_The input_.
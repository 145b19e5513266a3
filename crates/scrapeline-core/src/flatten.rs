//! Collapse nested documents into flat records.
//!
//! Nested objects become compound keys joined by [`SEPARATOR`], down to
//! [`MAX_DEPTH`] levels. Arrays of objects are expanded per element with the
//! element index as a key segment. Anything deeper, and arrays holding
//! scalars, stay as JSON values under their compound key.

use serde_json::{Map, Value};

use crate::record::{FlatRecord, RawResult};

/// Key segment separator for nested fields
pub const SEPARATOR: &str = "_";

/// Levels of nesting collapsed into compound keys
pub const MAX_DEPTH: usize = 3;

/// Key used when a document is not an object at all
pub const FALLBACK_KEY: &str = "value";

/// Flatten one fetch outcome. Total: every input shape maps to a record.
pub fn flatten(raw: RawResult) -> FlatRecord {
    match raw {
        RawResult::Empty => FlatRecord::new(),
        RawResult::Error { id, error } => {
            let mut out = FlatRecord::new();
            out.insert("id".to_string(), Value::String(id));
            out.insert("error".to_string(), error);
            out
        }
        RawResult::Document(Value::Object(doc)) => {
            let mut out = FlatRecord::new();
            flatten_object(doc, None, 0, &mut out);
            out
        }
        RawResult::Document(other) => {
            log::debug!("document is not an object, keeping it as-is");
            let mut out = FlatRecord::new();
            out.insert(FALLBACK_KEY.to_string(), other);
            out
        }
    }
}

fn join_key(prefix: Option<&str>, key: &str) -> String {
    match prefix {
        Some(p) => format!("{p}{SEPARATOR}{key}"),
        None => key.to_string(),
    }
}

fn flatten_object(
    obj: Map<String, Value>,
    prefix: Option<&str>,
    depth: usize,
    out: &mut FlatRecord,
) {
    for (key, value) in obj {
        let key = join_key(prefix, &key);
        flatten_value(key, value, depth, out);
    }
}

fn flatten_value(key: String, value: Value, depth: usize, out: &mut FlatRecord) {
    if depth >= MAX_DEPTH {
        out.insert(key, value);
        return;
    }
    match value {
        Value::Object(obj) if !obj.is_empty() => flatten_object(obj, Some(&key), depth + 1, out),
        Value::Array(items) if is_object_array(&items) => {
            for (idx, item) in items.into_iter().enumerate() {
                flatten_value(join_key(Some(&key), &idx.to_string()), item, depth + 1, out);
            }
        }
        other => {
            out.insert(key, other);
        }
    }
}

/// Non-empty array whose elements are all objects
fn is_object_array(items: &[Value]) -> bool {
    !items.is_empty() && items.iter().all(Value::is_object)
}

#[cfg(test)]
mod tests {
    use super::*;
    use serde_json::json;

    fn doc(v: Value) -> FlatRecord {
        flatten(RawResult::Document(v))
    }

    #[test]
    fn empty_yields_no_fields() {
        assert!(flatten(RawResult::Empty).is_empty());
    }

    #[test]
    fn error_object_is_identity() {
        let error = json!([{"message": "not found", "path": ["announcement"]}]);
        let out = flatten(RawResult::Error {
            id: "X".into(),
            error: error.clone(),
        });
        let expected = json!({"id": "X", "error": error});
        assert_eq!(Value::Object(out), expected);
    }

    #[test]
    fn nested_objects_join_with_underscore() {
        let out = doc(json!({
            "id": "1",
            "category": {"id": "7", "slug": "appartement"},
        }));
        assert_eq!(out["id"], json!("1"));
        assert_eq!(out["category_id"], json!("7"));
        assert_eq!(out["category_slug"], json!("appartement"));
        assert_eq!(out.len(), 3);
    }

    #[test]
    fn depth_limit_keeps_deep_values() {
        let out = doc(json!({"a": {"b": {"c": {"d": {"e": 1}}}}}));
        assert_eq!(out["a_b_c_d"], json!({"e": 1}));
        assert_eq!(out.len(), 1);
    }

    #[test]
    fn object_arrays_are_index_qualified() {
        let out = doc(json!({
            "medias": [
                {"mediaUrl": "a.jpg", "mimeType": "image/jpeg"},
                {"mediaUrl": "b.jpg", "mimeType": "image/png"},
            ],
        }));
        assert_eq!(out["medias_0_mediaUrl"], json!("a.jpg"));
        assert_eq!(out["medias_1_mimeType"], json!("image/png"));
        assert_eq!(out.len(), 4);
    }

    #[test]
    fn index_step_counts_as_level() {
        let out = doc(json!({
            "cities": [{"id": "16", "region": {"id": "1", "parent": {"id": "0"}}}],
        }));
        assert_eq!(out["cities_0_id"], json!("16"));
        assert_eq!(out["cities_0_region_id"], json!("1"));
        assert_eq!(out["cities_0_region_parent"], json!({"id": "0"}));
    }

    #[test]
    fn scalar_arrays_are_retained() {
        let out = doc(json!({"tags": ["a", "b"], "empty": []}));
        assert_eq!(out["tags"], json!(["a", "b"]));
        assert_eq!(out["empty"], json!([]));
    }

    #[test]
    fn empty_nested_object_is_kept() {
        let out = doc(json!({"user": {}}));
        assert_eq!(out["user"], json!({}));
    }

    #[test]
    fn non_object_document_falls_back() {
        let out = doc(json!([1, 2, 3]));
        assert_eq!(out[FALLBACK_KEY], json!([1, 2, 3]));
        assert_eq!(out.len(), 1);
    }

    #[test]
    fn flattening_flat_output_is_idempotent() {
        let first = doc(json!({"a": {"b": 1}, "c": [{"d": true}]}));
        let second = doc(Value::Object(first.clone()));
        assert_eq!(first, second);
    }
}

_What you should do_. Could you output every entry above exactly as it stands?

_Problem solution_.
repository 145b19e5513266a3
filename crates/scrapeline-core/src/flatten.rs
//! Collapse nested documents into flat records.
//!
//! Nested objects become compound keys joined by [`SEPARATOR`], down to
//! [`MAX_DEPTH`] levels. Arrays of objects are expanded per element with the
//! element index as a key segment. Anything deeper, and arrays holding
//! scalars, stay as JSON values under their compound key.

use serde_json::{Map, Value};

use crate::record::{FlatRecord, RawResult};

/// Key segment separator for nested fields
pub const SEPARATOR: &str = "_";

/// Levels of nesting collapsed into compound keys
pub const MAX_DEPTH: usize = 3;

/// Key used when a document is not an object at all
pub const FALLBACK_KEY: &str = "value";

/// Flatten one fetch outcome. Total: every input shape maps to a record.
pub fn flatten(raw: RawResult) -> FlatRecord {
    match raw {
        RawResult::Empty => FlatRecord::new(),
        RawResult::Error { id, error } => {
            let mut out = FlatRecord::new();
            out.insert("id".to_string(), Value::String(id));
            out.insert("error".to_string(), error);
            out
        }
        RawResult::Document(Value::Object(doc)) => {
            let mut out = FlatRecord::new();
            flatten_object(doc, None, 0, &mut out);
            out
        }
        RawResult::Document(other) => {
            log::debug!("document is not an object, keeping it as-is");
            let mut out = FlatRecord::new();
            out.insert(FALLBACK_KEY.to_string(), other);
            out
        }
    }
}

fn join_key(prefix: Option<&str>, key: &str) -> String {
    match prefix {
        Some(p) => format!("{p}{SEPARATOR}{key}"),
        None => key.to_string(),
    }
}

fn flatten_object(
    obj: Map<String, Value>,
    prefix: Option<&str>,
    depth: usize,
    out: &mut FlatRecord,
) {
    for (key, value) in obj {
        let key = join_key(prefix, &key);
        flatten_value(key, value, depth, out);
    }
}

fn flatten_value(key: String, value: Value, depth: usize, out: &mut FlatRecord) {
    if depth >= MAX_DEPTH {
        out.insert(key, value);
        return;
    }
    match value {
        Value::Object(obj) if !obj.is_empty() => flatten_object(obj, Some(&key), depth + 1, out),
        Value::Array(items) if is_object_array(&items) => {
            for (idx, item) in items.into_iter().enumerate() {
                flatten_value(join_key(Some(&key), &idx.to_string()), item, depth + 1, out);
            }
        }
        other => {
            out.insert(key, other);
        }
    }
}

/// Non-empty array whose elements are all objects
fn is_object_array(items: &[Value]) -> bool {
    !items.is_empty() && items.iter().all(Value::is_object)
}

#[cfg(test)]
mod tests {
    use super::*;
    use serde_json::json;

    fn doc(v: Value) -> FlatRecord {
        flatten(RawResult::Document(v))
    }

    #[test]
    fn empty_yields_no_fields() {
        assert!(flatten(RawResult::Empty).is_empty());
    }

    #[test]
    fn error_object_is_identity() {
        let error = json!([{"message": "not found", "path": ["announcement"]}]);
        let out = flatten(RawResult::Error {
            id: "X".into(),
            error: error.clone(),
        });
        let expected = json!({"id": "X", "error": error});
        assert_eq!(Value::Object(out), expected);
    }

    #[test]
    fn nested_objects_join_with_underscore() {
        let out = doc(json!({
            "id": "1",
            "category": {"id": "7", "slug": "appartement"},
        }));
        assert_eq!(out["id"], json!("1"));
        assert_eq!(out["category_id"], json!("7"));
        assert_eq!(out["category_slug"], json!("appartement"));
        assert_eq!(out.len(), 3);
    }

    #[test]
    fn depth_limit_keeps_deep_values() {
        let out = doc(json!({"a": {"b": {"c": {"d": {"e": 1}}}}}));
        assert_eq!(out["a_b_c_d"], json!({"e": 1}));
        assert_eq!(out.len(), 1);
    }

    #[test]
    fn object_arrays_are_index_qualified() {
        let out = doc(json!({
            "medias": [
                {"mediaUrl": "a.jpg", "mimeType": "image/jpeg"},
                {"mediaUrl": "b.jpg", "mimeType": "image/png"},
            ],
        }));
        assert_eq!(out["medias_0_mediaUrl"], json!("a.jpg"));
        assert_eq!(out["medias_1_mimeType"], json!("image/png"));
        assert_eq!(out.len(), 4);
    }

    #[test]
    fn index_step_counts_as_level() {
        let out = doc(json!({
            "cities": [{"id": "16", "region": {"id": "1", "parent": {"id": "0"}}}],
        }));
        assert_eq!(out["cities_0_id"], json!("16"));
        assert_eq!(out["cities_0_region_id"], json!("1"));
        assert_eq!(out["cities_0_region_parent"], json!({"id": "0"}));
    }

    #[test]
    fn scalar_arrays_are_retained() {
        let out = doc(json!({"tags": ["a", "b"], "empty": []}));
        assert_eq!(out["tags"], json!(["a", "b"]));
        assert_eq!(out["empty"], json!([]));
    }

    #[test]
    fn empty_nested_object_is_kept() {
        let out = doc(json!({"user": {}}));
        assert_eq!(out["user"], json!({}));
    }

    #[test]
    fn non_object_document_falls_back() {
        let out = doc(json!([1, 2, 3]));
        assert_eq!(out[FALLBACK_KEY], json!([1, 2, 3]));
        assert_eq!(out.len(), 1);
    }

    #[test]
    fn flattening_flat_output_is_idempotent() {
        let first = doc(json!({"a": {"b": 1}, "c": [{"d": true}]}));
        let second = doc(Value::Object(first.clone()));
        assert_eq!(first, second);
    }
}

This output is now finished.